Ob das Geschäft mit den Pizzen für die Familie Modica gut oder schlecht geht, spielt im Grunde keine Rolle. Wichtig ist bloß die monatliche Lieferung, frische Ware aus Kalabrien landet dann im Hinterhof der Dortmunder Pizzeria. Es braucht keinen zweiten Blick, um zu wissen, dass hier nur Pasta und Tomatensauce angeliefert werden. Einst hatten sich die Besitzer des Restaurants, Luca (Beniamino Brogi) und Juliane (Antje Traue), von der Mafia Geld geliehen. Die Schulden bezahlen sie mit ewiger Treue.

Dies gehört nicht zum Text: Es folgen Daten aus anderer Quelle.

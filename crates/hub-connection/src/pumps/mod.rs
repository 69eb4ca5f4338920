//! Background tasks tied to one live connection.

pub(crate) mod push;
pub(crate) mod watchdog;
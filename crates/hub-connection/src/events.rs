//! Event fan-out to bridge listeners.

use std::sync::Mutex;

use caseta_protocol::AttributeDelta;
use tokio::sync::mpsc;
use tracing::{trace, warn};

/// Event published by a hub supervisor.
#[derive(Debug, Clone, PartialEq, Eq)]
pub enum BridgeEvent {
    Connecting { hub_id: String },
    Connected { hub_id: String },
    Disconnected { hub_id: String },
    Error { hub_id: String, reason: String },
    AttributeUpdate { hub_id: String, delta: AttributeDelta },
}

impl BridgeEvent {
    pub fn hub_id(&self) -> &str {
        match self {
            BridgeEvent::Connecting { hub_id }
            | BridgeEvent::Connected { hub_id }
            | BridgeEvent::Disconnected { hub_id }
            | BridgeEvent::Error { hub_id, .. }
            | BridgeEvent::AttributeUpdate { hub_id, .. } => hub_id,
        }
    }
}

/// Publishes [`BridgeEvent`]s to any number of listeners.
///
/// Emission never blocks. Every listener sees events in emission order;
/// listeners whose receiver was dropped are pruned on the next emit.
pub struct EventEmitter {
    hub_id: String,
    listeners: Mutex<Vec<mpsc::UnboundedSender<BridgeEvent>>>,
}

impl EventEmitter {
    pub fn new(hub_id: impl Into<String>) -> Self {
        Self {
            hub_id: hub_id.into(),
            listeners: Mutex::new(Vec::new()),
        }
    }

    pub fn hub_id(&self) -> &str {
        &self.hub_id
    }

    /// Registers a new listener.
    pub fn subscribe(&self) -> mpsc::UnboundedReceiver<BridgeEvent> {
        let (tx, rx) = mpsc::unbounded_channel();
        match self.listeners.lock() {
            Ok(mut listeners) => listeners.push(tx),
            Err(e) => warn!(hub = %self.hub_id, "listener list poisoned: {e}"),
        }
        rx
    }

    pub fn listener_count(&self) -> usize {
        self.listeners.lock().map(|l| l.len()).unwrap_or(0)
    }

    pub fn emit(&self, event: BridgeEvent) {
        trace!(hub = %self.hub_id, event = ?event, "emitting");
        // Sends happen under the lock so concurrent emitters can't interleave.
        if let Ok(mut listeners) = self.listeners.lock() {
            listeners.retain(|tx| tx.send(event.clone()).is_ok());
        }
    }

    pub(crate) fn connecting(&self) {
        self.emit(BridgeEvent::Connecting {
            hub_id: self.hub_id.clone(),
        });
    }

    pub(crate) fn connected(&self) {
        self.emit(BridgeEvent::Connected {
            hub_id: self.hub_id.clone(),
        });
    }

    pub(crate) fn disconnected(&self) {
        self.emit(BridgeEvent::Disconnected {
            hub_id: self.hub_id.clone(),
        });
    }

    pub(crate) fn error(&self, reason: impl Into<String>) {
        self.emit(BridgeEvent::Error {
            hub_id: self.hub_id.clone(),
            reason: reason.into(),
        });
    }

    pub(crate) fn update(&self, delta: AttributeDelta) {
        if delta.is_empty() {
            return;
        }
        self.emit(BridgeEvent::AttributeUpdate {
            hub_id: self.hub_id.clone(),
            delta,
        });
    }
}
use std::fmt;

use serde::{Deserialize, Serialize};

use crate::constants::SWITCH_TYPES;

/// Hub domain a device is enumerated under.
#[derive(Debug, Clone, Copy, PartialEq, Eq, Hash, PartialOrd, Ord, Serialize, Deserialize)]
#[serde(rename_all = "lowercase")]
pub enum DeviceKind {
    Light,
    Switch,
    Cover,
}

impl DeviceKind {
    /// Every domain the bridge enumerates, in enumeration order.
    pub const ALL: [DeviceKind; 3] = [DeviceKind::Light, DeviceKind::Switch, DeviceKind::Cover];

    /// Returns the hub domain name.
    pub fn domain(self) -> &'static str {
        match self {
            DeviceKind::Light => "light",
            DeviceKind::Switch => "switch",
            DeviceKind::Cover => "cover",
        }
    }

    /// Lights and switches share the on/off command surface.
    pub fn is_light_like(self) -> bool {
        matches!(self, DeviceKind::Light | DeviceKind::Switch)
    }
}

impl fmt::Display for DeviceKind {
    fn fmt(&self, f: &mut fmt::Formatter<'_>) -> fmt::Result {
        f.write_str(self.domain())
    }
}

/// Last enumerated state of one hub device.
#[derive(Debug, Clone, PartialEq, Eq, Serialize, Deserialize)]
#[serde(rename_all = "camelCase")]
pub struct DeviceRecord {
    pub device_id: String,
    pub kind: DeviceKind,
    /// Level on the hub's native 0-100 scale.
    pub raw_level: u8,
    pub type_tag: String,
    pub display_name: String,
    #[serde(default, skip_serializing_if = "Option::is_none")]
    pub model: Option<String>,
}

impl DeviceRecord {
    /// Returns true if the device accepts a brightness level.
    pub fn is_dimmable(&self) -> bool {
        self.kind == DeviceKind::Light && is_dimmable(&self.type_tag)
    }
}

/// A scene (virtual button) programmed on the hub.
#[derive(Debug, Clone, PartialEq, Eq, Serialize, Deserialize)]
#[serde(rename_all = "camelCase")]
pub struct SceneRecord {
    pub scene_id: String,
    pub display_name: String,
}

/// Returns false for type tags of known on/off-only families.
pub fn is_dimmable(type_tag: &str) -> bool {
    !SWITCH_TYPES.contains(&type_tag)
}
use clap::Parser;
use miette::{IntoDiagnostic, Result};
use splitter::application::engine::SplitterEngine;
use splitter::config::{DEFAULT_MECHANISM_ACCOUNT, SplitterConfig};
use splitter::domain::account::AccountId;
use splitter::domain::ports::{LedgerBox, MechanismStoreBox};
use splitter::domain::splitter::RemainderPolicy;
use splitter::infrastructure::in_memory::{InMemoryLedger, InMemoryMechanismStore};
use splitter::interfaces::csv::account_writer::AccountWriter;
use splitter::interfaces::csv::call_reader::CallReader;
use std::fs::File;
use std::io;
use std::path::PathBuf;
use tracing_subscriber::EnvFilter;

#[derive(Parser)]
#[command(author, version, about, long_about = None)]
struct Cli {
    /// Input calls CSV file
    input: PathBuf,

    /// Administrator account of the splitter
    #[arg(long)]
    admin: u32,

    /// Ledger account that holds the splitter's value
    #[arg(long, default_value_t = DEFAULT_MECHANISM_ACCOUNT.0)]
    mechanism_account: u32,

    /// Where the odd unit of an administrator contribution goes
    #[arg(long, default_value_t = RemainderPolicy::RefundCaller)]
    remainder_policy: RemainderPolicy,

    /// Path to persistent database (optional). If provided, uses RocksDB.
    #[arg(long)]
    db_path: Option<PathBuf>,

    /// Log filter used when RUST_LOG is not set
    #[arg(long, default_value = "info")]
    log_level: String,
}

impl Cli {
    fn config(&self) -> SplitterConfig {
        SplitterConfig::new(AccountId(self.admin))
            .with_mechanism_account(AccountId(self.mechanism_account))
            .with_remainder_policy(self.remainder_policy)
            .with_db_path(self.db_path.clone())
    }
}

#[cfg(feature = "storage-rocksdb")]
fn open_storage(config: &SplitterConfig) -> Result<(LedgerBox, MechanismStoreBox)> {
    use splitter::infrastructure::rocksdb::RocksDBStore;

    if let Some(db_path) = &config.db_path {
        tracing::info!("Data directory: {:?}", db_path);
        let store = RocksDBStore::open(db_path).into_diagnostic()?;
        return Ok((Box::new(store.clone()), Box::new(store)));
    }
    Ok(in_memory_storage())
}

#[cfg(not(feature = "storage-rocksdb"))]
fn open_storage(config: &SplitterConfig) -> Result<(LedgerBox, MechanismStoreBox)> {
    if config.db_path.is_some() {
        tracing::warn!(
            "Persistent storage requested via --db-path, but 'storage-rocksdb' feature is not enabled. Falling back to In-Memory storage."
        );
    }
    Ok(in_memory_storage())
}

fn in_memory_storage() -> (LedgerBox, MechanismStoreBox) {
    (
        Box::new(InMemoryLedger::new()),
        Box::new(InMemoryMechanismStore::new()),
    )
}

#[tokio::main]
async fn main() -> Result<()> {
    let cli = Cli::parse();

    let filter =
        EnvFilter::try_from_default_env().unwrap_or_else(|_| EnvFilter::new(&cli.log_level));
    tracing_subscriber::fmt()
        .with_env_filter(filter)
        .with_writer(io::stderr)
        .with_target(false)
        .init();

    let config = cli.config();
    let (ledger, store) = open_storage(&config)?;
    let engine = SplitterEngine::open(&config, ledger, store)
        .await
        .into_diagnostic()?;

    // Process calls
    let file = File::open(&cli.input).into_diagnostic()?;
    let reader = CallReader::new(file);
    for call_result in reader.calls() {
        match call_result {
            Ok(call) => {
                if let Err(e) = engine.execute(call).await {
                    tracing::warn!(caller = %call.caller(), "Error processing call: {}", e);
                }
            }
            Err(e) => {
                tracing::warn!("Error reading call: {}", e);
            }
        }
    }

    let status = engine.status().await;
    tracing::info!(
        established = status.participants.is_some(),
        active = status.active,
        pending = %status.pending,
        "Final splitter state"
    );

    // Collect final state from engine
    let accounts = engine.into_results().await.into_diagnostic()?;

    // Output final state
    let stdout = io::stdout();
    let mut writer = AccountWriter::new(stdout.lock());
    writer.write_accounts(accounts).into_diagnostic()?;

    Ok(())
}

Für die Mordkommission interessant wird der Fall, weil zunächst in München ein Mord passierte, und wenig später, in Dortmund das Unheil vor der Pizzeria-Tür steht, in Form eines jungen Kalabriers (Emiliano De Martino), der mit der Mafia-Ladung angeliefert wird. Nicht täuschen: Der Mafioso wird zwar verniedlichend "Pippo" genannt, hat es allerdings fausdick hinter den Ohren und ist messerscharf, wenn es darauf ankommt. Für die Familie Modica ist ab diesem Zeitpunkt nichts mehr wie zuvor.

Zahlt sich das Einschalten aus?

Wofür steht der "Tatort" in seinem Kern? Spannung und aufregend Figuren. Diesbezüglich hat diese Folge viel zu bieten. Insbesondere die Rolle der Pizzabäcker-Tochter (Emma Preisendanz) ist interessant angelegt und steht für einen Wettstreit, in den sich die Pizza-Familie und der Mafiaclan verstricken. Die Kompromisslosigkeit des Drehbuchs imponiert an dieser Stelle. Zugleich machen sich Schwierigkeiten bemerkbar, eine "Tatort"-Handlung auf 180 Minuten zu strecken - die erste Hälfte ist am 29. November zu sehen, die zweite am 6. Dezember.

Aylin Tezel (im Bild mit Rick Okon) haut den Hut drauf. Ihr "Tatort"-Abgang ist unspektakulär.
Aylin Tezel (im Bild mit Rick Okon) haut den Hut drauf. Ihr "Tatort"-Abgang ist unspektakulär. © (c) WDR/Frank Dicks

Weit davon entfernt, sein Potenzial auszuschöpfen, bleibt die Jubiläumsfolge an anderer Stelle. Das Crossover der Teams aus München und Dortmund bleibt oberflächlich, fast schon übersehbar. Gelegenheiten, den spezifischen Spirit aus München und Dortmund humoristisch aufeinander prallen zu lassen, werden bis auf wenige Ausnahmen konsequent ausgelassen. Diese Seriosität hat zur Folge, dass es für alle Beteiligte ein Auswärtsspiel ist und die jeweiligen Stärken nicht ausgespielt werden können.

Ihren allerletzten Auftritt hat die Dortmunder Figur Nora Dalay: AylinTezel verabschiedet sich nach acht Jahren still und heimlich aus der Reihe.